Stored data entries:
····················

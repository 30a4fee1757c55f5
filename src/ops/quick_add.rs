use chrono::NaiveDate;

use crate::model::task::{DATE_FORMAT, DueChange, NewTask, Priority, Task, TaskEdit};

/// Everything after a standalone `//` is the task's notes
pub const NOTES_MARKER: &str = "//";

/// `@-` clears the due date on an edit
const CLEAR_DUE: &str = "-";

/// Fields read from a one-line entry. `None` and `DueChange::Keep` mean the
/// line didn't mention that field.
#[derive(Debug, Default)]
struct Markers {
    task: String,
    category: Option<String>,
    priority: Option<Priority>,
    due: DueChange,
    notes: Option<String>,
}

impl Markers {
    fn parse(input: &str) -> Self {
        let (head, notes) = split_notes(input);
        let mut markers = Markers {
            notes: notes.map(str::to_string),
            ..Default::default()
        };

        // Markers are read from the end, one of each kind, so a `#12` in the
        // description itself survives a round trip through `edit_line`.
        let mut words: Vec<&str> = head.split_whitespace().collect();
        while let Some(token) = words.last().copied() {
            if !markers.take(token) {
                break;
            }
            words.pop();
        }
        markers.task = words.join(" ");
        markers
    }

    /// Apply `token` if it is a marker for a field not yet set
    fn take(&mut self, token: &str) -> bool {
        if let Some(category) = token.strip_prefix('#') {
            if category.is_empty() || self.category.is_some() {
                return false;
            }
            self.category = Some(category.to_string());
        } else if let Some(priority) = token.strip_prefix('!') {
            match priority.parse::<Priority>() {
                Ok(p) if self.priority.is_none() => self.priority = Some(p),
                _ => return false,
            }
        } else if let Some(due) = token.strip_prefix('@') {
            if self.due != DueChange::Keep {
                return false;
            }
            self.due = if due == CLEAR_DUE {
                DueChange::Clear
            } else {
                match NaiveDate::parse_from_str(due, DATE_FORMAT) {
                    Ok(date) => DueChange::Set(date),
                    Err(_) => return false,
                }
            };
        } else {
            return false;
        }
        true
    }
}

/// Split at the first standalone `//`. `http://` and the like don't count.
fn split_notes(input: &str) -> (&str, Option<&str>) {
    let mut from = 0;
    while let Some(pos) = input[from..].find(NOTES_MARKER) {
        let start = from + pos;
        let end = start + NOTES_MARKER.len();
        let before = input[..start].chars().next_back().is_none_or(char::is_whitespace);
        let after = input[end..].chars().next().is_none_or(char::is_whitespace);
        if before && after {
            return (&input[..start], Some(input[end..].trim()));
        }
        from = end;
    }
    (input, None)
}

/// Parse one-line quick-add input into a new task.
///
/// Trailing `#Work`, `!high` and `@2025-06-01` tokens set the category,
/// priority and due date; `// text` sets the notes. Tokens that don't parse
/// stay in the description.
pub fn parse_quick_add(input: &str) -> NewTask {
    let markers = Markers::parse(input);
    let mut new = NewTask::new(markers.task);
    if let Some(category) = markers.category {
        new.category = category;
    }
    if let Some(priority) = markers.priority {
        new.priority = priority;
    }
    if let DueChange::Set(due) = markers.due {
        new.due_date = Some(due);
    }
    if let Some(notes) = markers.notes {
        new.notes = notes;
    }
    new
}

/// An edit read from the dashboard's edit line
#[derive(Debug, Clone, PartialEq, Eq)]
pub struct QuickEdit {
    pub edit: TaskEdit,
    /// Replacement notes, when the line has a `//` marker
    pub notes: Option<String>,
}

/// Parse an edit line against the task being edited. Fields without a
/// marker keep their current value; `@-` clears the due date.
pub fn parse_quick_edit(input: &str, current: &Task) -> QuickEdit {
    let markers = Markers::parse(input);
    let mut edit = TaskEdit::from_task(current);
    edit.task = markers.task;
    if let Some(category) = markers.category {
        edit.category = category;
    }
    if let Some(priority) = markers.priority {
        edit.priority = priority;
    }
    edit.due = markers.due;
    QuickEdit {
        edit,
        notes: markers.notes,
    }
}

/// The edit line a task starts from. Values that can't be written as a
/// marker (a category with spaces, an unparsable date, multi-line notes) are
/// left out and so kept as they are.
pub fn edit_line(task: &Task) -> String {
    let mut line = task.task.clone();
    if !task.category.is_empty() && !task.category.contains(char::is_whitespace) {
        line.push_str(&format!(" #{}", task.category));
    }
    line.push_str(&format!(" !{}", task.priority.as_str().to_ascii_lowercase()));
    if let Some(due) = task.due_date() {
        line.push_str(&format!(" @{}", due.format(DATE_FORMAT)));
    }
    if !task.notes.is_empty() && !task.notes.contains('\n') {
        line.push_str(&format!(" {} {}", NOTES_MARKER, task.notes));
    }
    line
}

#[cfg(test)]
mod tests {
    use super::*;
    use crate::model::task::test_timestamp;

    fn stored(text: &str) -> Task {
        Task {
            id: 1,
            task: text.into(),
            category: "Home".into(),
            priority: Priority::High,
            due_date: Some("2025-06-01".into()),
            notes: String::new(),
            completed: false,
            created_at: test_timestamp(),
        }
    }

    #[test]
    fn plain_text_uses_defaults() {
        let new = parse_quick_add("  Buy   milk ");
        assert_eq!(new, NewTask::new("Buy milk"));
    }

    #[test]
    fn markers_set_fields() {
        let new = parse_quick_add("Pay rent #Home !high @2025-06-01");
        assert_eq!(new.task, "Pay rent");
        assert_eq!(new.category, "Home");
        assert_eq!(new.priority, Priority::High);
        assert_eq!(new.due_date, NaiveDate::from_ymd_opt(2025, 6, 1));
    }

    #[test]
    fn unparsable_markers_stay_in_description() {
        let new = parse_quick_add("Fix it !now @tomorrow #");
        assert_eq!(new.task, "Fix it !now @tomorrow #");
        assert_eq!(new.priority, Priority::Medium);
        assert_eq!(new.due_date, None);
    }

    #[test]
    fn markers_only_leave_empty_description() {
        assert_eq!(parse_quick_add("#Work !low").task, "");
    }

    #[test]
    fn markers_are_read_from_the_end() {
        let new = parse_quick_add("Fix #12 before #Work");
        assert_eq!(new.task, "Fix #12 before");
        assert_eq!(new.category, "Work");

        let new = parse_quick_add("Fix #12 #Work");
        assert_eq!(new.task, "Fix #12");
        assert_eq!(new.category, "Work");
    }

    #[test]
    fn notes_follow_the_marker() {
        let new = parse_quick_add("Call bank #Home // ask about http://example.com fees");
        assert_eq!(new.task, "Call bank");
        assert_eq!(new.category, "Home");
        assert_eq!(new.notes, "ask about http://example.com fees");

        let url_only = parse_quick_add("Read https://example.com");
        assert_eq!(url_only.task, "Read https://example.com");
        assert_eq!(url_only.notes, "");
    }

    #[test]
    fn edit_line_round_trips_unchanged() {
        let mut task = stored("Pay rent");
        task.notes = "landlord prefers transfer".into();
        let line = edit_line(&task);
        assert_eq!(line, "Pay rent #Home !high @2025-06-01 // landlord prefers transfer");

        let parsed = parse_quick_edit(&line, &task);
        assert_eq!(parsed.edit.task, "Pay rent");
        assert_eq!(parsed.edit.category, "Home");
        assert_eq!(parsed.edit.priority, Priority::High);
        assert_eq!(parsed.edit.due, DueChange::Set(NaiveDate::from_ymd_opt(2025, 6, 1).unwrap()));
        assert_eq!(parsed.notes.as_deref(), Some("landlord prefers transfer"));
    }

    #[test]
    fn edit_without_markers_keeps_fields() {
        let task = stored("Pay rent");
        let parsed = parse_quick_edit("Pay the rent", &task);
        assert_eq!(parsed.edit.task, "Pay the rent");
        assert_eq!(parsed.edit.category, "Home");
        assert_eq!(parsed.edit.priority, Priority::High);
        assert_eq!(parsed.edit.due, DueChange::Keep);
        assert_eq!(parsed.notes, None);
    }

    #[test]
    fn edit_markers_change_and_clear() {
        let task = stored("Pay rent");
        let parsed = parse_quick_edit("Pay rent #Work !low @-", &task);
        assert_eq!(parsed.edit.category, "Work");
        assert_eq!(parsed.edit.priority, Priority::Low);
        assert_eq!(parsed.edit.due, DueChange::Clear);

        let cleared_notes = parse_quick_edit("Pay rent //", &task);
        assert_eq!(cleared_notes.notes.as_deref(), Some(""));
    }

    #[test]
    fn edit_line_leaves_out_values_markers_cannot_hold() {
        let mut task = stored("Plan trip");
        task.category = "Home Office".into();
        task.due_date = Some("2025-13-40".into());
        task.notes = "line one\nline two".into();
        assert_eq!(edit_line(&task), "Plan trip !high");

        let parsed = parse_quick_edit(&edit_line(&task), &task);
        assert_eq!(parsed.edit.category, "Home Office");
        assert_eq!(parsed.edit.due, DueChange::Keep);
        assert_eq!(parsed.notes, None);
    }
}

····················

TASK STATEMENT:
Please return all lines from the records that hold the word "about".

TASK RESULT:
        let new = parse_quick_add("Call bank #Home // ask about http://example.com fees");
        assert_eq!(new.notes, "ask about http://example.com fees");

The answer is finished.